The Montgomery campus also utilizes resources unique to Montgomery for special teaching opportunities. Representatives from the Medical Association of the State of Alabama, the Alabama Board of Medical Examiners, the Alabama Department of Public Health, the state forensics lab, military physicians and representatives from the Montgomery Police Department all have a special take on medicine that can’t be taught in the classroom but aspects of medicine that new physicians need to understand.
Considering all his contributions to the medical landscape in the River Region and to UAB, it’s difficult to picture medicine without Dr. Many. But in his junior year in college, he also took a different path.
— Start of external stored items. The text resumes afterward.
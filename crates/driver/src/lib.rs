//! # Conefor Driver
//!
//! Runs the Conefor connectivity tool on generated node and connection files
//! and collects its results.
//!
//! ```rust,no_run
//! use conefor_common::EventBus;
//! use conefor_driver::{ConeforDriver, ConeforOptions, ConnectivityIndex};
//!
//! let options = ConeforOptions::new("out/nodes.txt", "out/distances.txt")
//!     .with_indices([ConnectivityIndex::IIC, ConnectivityIndex::PC])
//!     .with_threshold(1000.0)
//!     .with_probability(0.5);
//!
//! let results = ConeforDriver::find()?.run(&options, "out".as_ref(), &EventBus::new())?;
//! # Ok::<(), conefor_driver::DriverError>(())
//! ```

pub mod driver;
pub mod index;
pub mod merge;
pub mod options;

use thiserror::Error;

pub use driver::ConeforDriver;
pub use index::{ConnectivityIndex, INDEX_RULES, IndexKind, IndexRule};
pub use options::{ConeforOptions, ConnectionType};

#[derive(Error, Debug)]
pub enum DriverError {
    #[error("Failed to initialize driver: {0}")]
    Initialization(String),
    #[error("Conefor execution failed: {0}")]
    Execution(String),
    #[error("Invalid Conefor options: {0}")]
    InvalidOptions(String),
    #[error("IO error: {0}")]
    Io(#[from] std::io::Error),
    #[error(transparent)]
    Common(#[from] conefor_common::CommonError),
}
//! Tab-delimited node and connection files in the layout Conefor reads.

use std::fs;
use std::path::{Path, PathBuf};

use conefor_common::paths;
use encoding_rs::{Encoding, UTF_8};
use tracing::{debug, warn};

use crate::{error::Result, traits::TextRecord};

pub const TEXT_EXTENSION: &str = "txt";

/// Resolve a layer's declared encoding.
///
/// `"System"` and empty labels mean the platform default, which is UTF-8
/// here. Unknown labels fall back to UTF-8 with a warning.
pub fn resolve_encoding(label: &str) -> &'static Encoding {
    let label = label.trim();
    if label.is_empty() || label.eq_ignore_ascii_case("system") {
        return UTF_8;
    }
    match Encoding::for_label(label.as_bytes()) {
        Some(encoding) => encoding,
        None => {
            warn!("Unknown encoding '{}', writing UTF-8", label);
            UTF_8
        }
    }
}

/// Render records sorted by their key, one tab-joined line each, followed by
/// the blank line Conefor expects at the end of the file.
pub fn render<R: TextRecord>(records: &[R]) -> String {
    let mut sorted: Vec<&R> = records.iter().collect();
    sorted.sort_by_key(|record| record.key());

    let mut out = String::new();
    for record in sorted {
        out.push_str(&record.columns().join("\t"));
        out.push('\n');
    }
    out.push('\n');
    out
}

/// Write `records` into `dir` under `base_name` (`.txt` is added when the
/// name has no extension) and return the path actually used.
///
/// An existing file is never overwritten; a `_1`, `_2`, ... sibling is
/// created instead.
pub fn write<R: TextRecord>(
    records: &[R],
    dir: &Path,
    base_name: &str,
    encoding: &str,
) -> Result<PathBuf> {
    paths::ensure_dir(dir)?;
    let file_name = paths::with_default_extension(base_name, TEXT_EXTENSION);
    let path = paths::unique_path(dir, &file_name);

    let encoding = resolve_encoding(encoding);
    let text = render(records);
    let (bytes, used, lossy) = encoding.encode(&text);
    if lossy {
        warn!(
            "Some characters of {} cannot be represented in {}",
            path.display(),
            used.name()
        );
    }

    fs::write(&path, &bytes)?;
    debug!("Wrote {} records to {}", records.len(), path.display());
    Ok(path)
}
//! # Conefor Inputs
//!
//! Generates node and connection files for the Conefor connectivity tool from
//! point and polygon layers.
//!
//! ## Core Features
//!
//! - **Node weights**: from an attribute field or the polygon area
//! - **Connections**: centroid-to-centroid or nearest edge-to-edge distances
//! - **CRS aware**: geographic layers are projected or measured on the ellipsoid
//! - **Distance lines**: optional GeoJSON line layers drawing every link
//! - **Background runs**: progress and info events, cooperative cancellation
//!
//! ## Quick Start
//!
//! ```rust,no_run
//! use std::sync::Arc;
//! use conefor_inputs::{Crs, LayerProcessingParameters, Processor, io};
//!
//! let layer = io::load_layer("patches.geojson", Crs::planar("EPSG:3035"))?;
//! let params = LayerProcessingParameters::builder(Arc::new(layer))
//!     .id_field("patch_id")
//!     .attribute_field("quality")
//!     .attribute_file("nodes")
//!     .connection_file("distances")
//!     .build()?;
//!
//! let report = Processor::new("out").run(&[params]);
//! for file in &report.files {
//!     println!("{}: {}", file.kind, file.path.display());
//! }
//! # Ok::<(), Box<dyn std::error::Error>>(())
//! ```

pub mod crs;
pub mod error;
pub mod geometry;
pub mod io;
pub mod processor;
pub mod progress;
pub mod query;
pub mod source;
pub mod traits;
pub mod typed_geojson;
pub mod types;

// Re-exports for convenience
pub use crs::{Crs, CrsKind, MeasurementFrame, Measurer};
pub use error::{ProcessError, Result};
pub use geometry::{SimpleGeometry, validate_simple};
pub use processor::{
    LayerProcessingParameters, OutputTargets, ParametersBuilder, Processor, RunReport,
};
pub use progress::{Progress, QueryBudget};
pub use source::{
    AttributeValue, Feature, FieldDef, FieldType, GeometryKind, MemoryLayer, fields_of,
    geometry_of, get_features, get_numeric_attribute, get_unique_numeric_fields,
};
pub use traits::{FeatureSource, TextRecord};
pub use types::{ConnectionMethod, DistanceRecord, NodeRecord, OutputFile, OutputKind};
“I came very close to changing my major to history my junior year in college,” Dr. Many said. “If I wasn’t a physician, I’d be a college history professor. I love to read, but I don’t read fiction. I read biographies of our presidents and historical figures. My favorite book is the biography of Alexander Hamilton. He has to this day had an impact on our country. He created the financial system of the United States yet he had so many flaws. Fascinating!”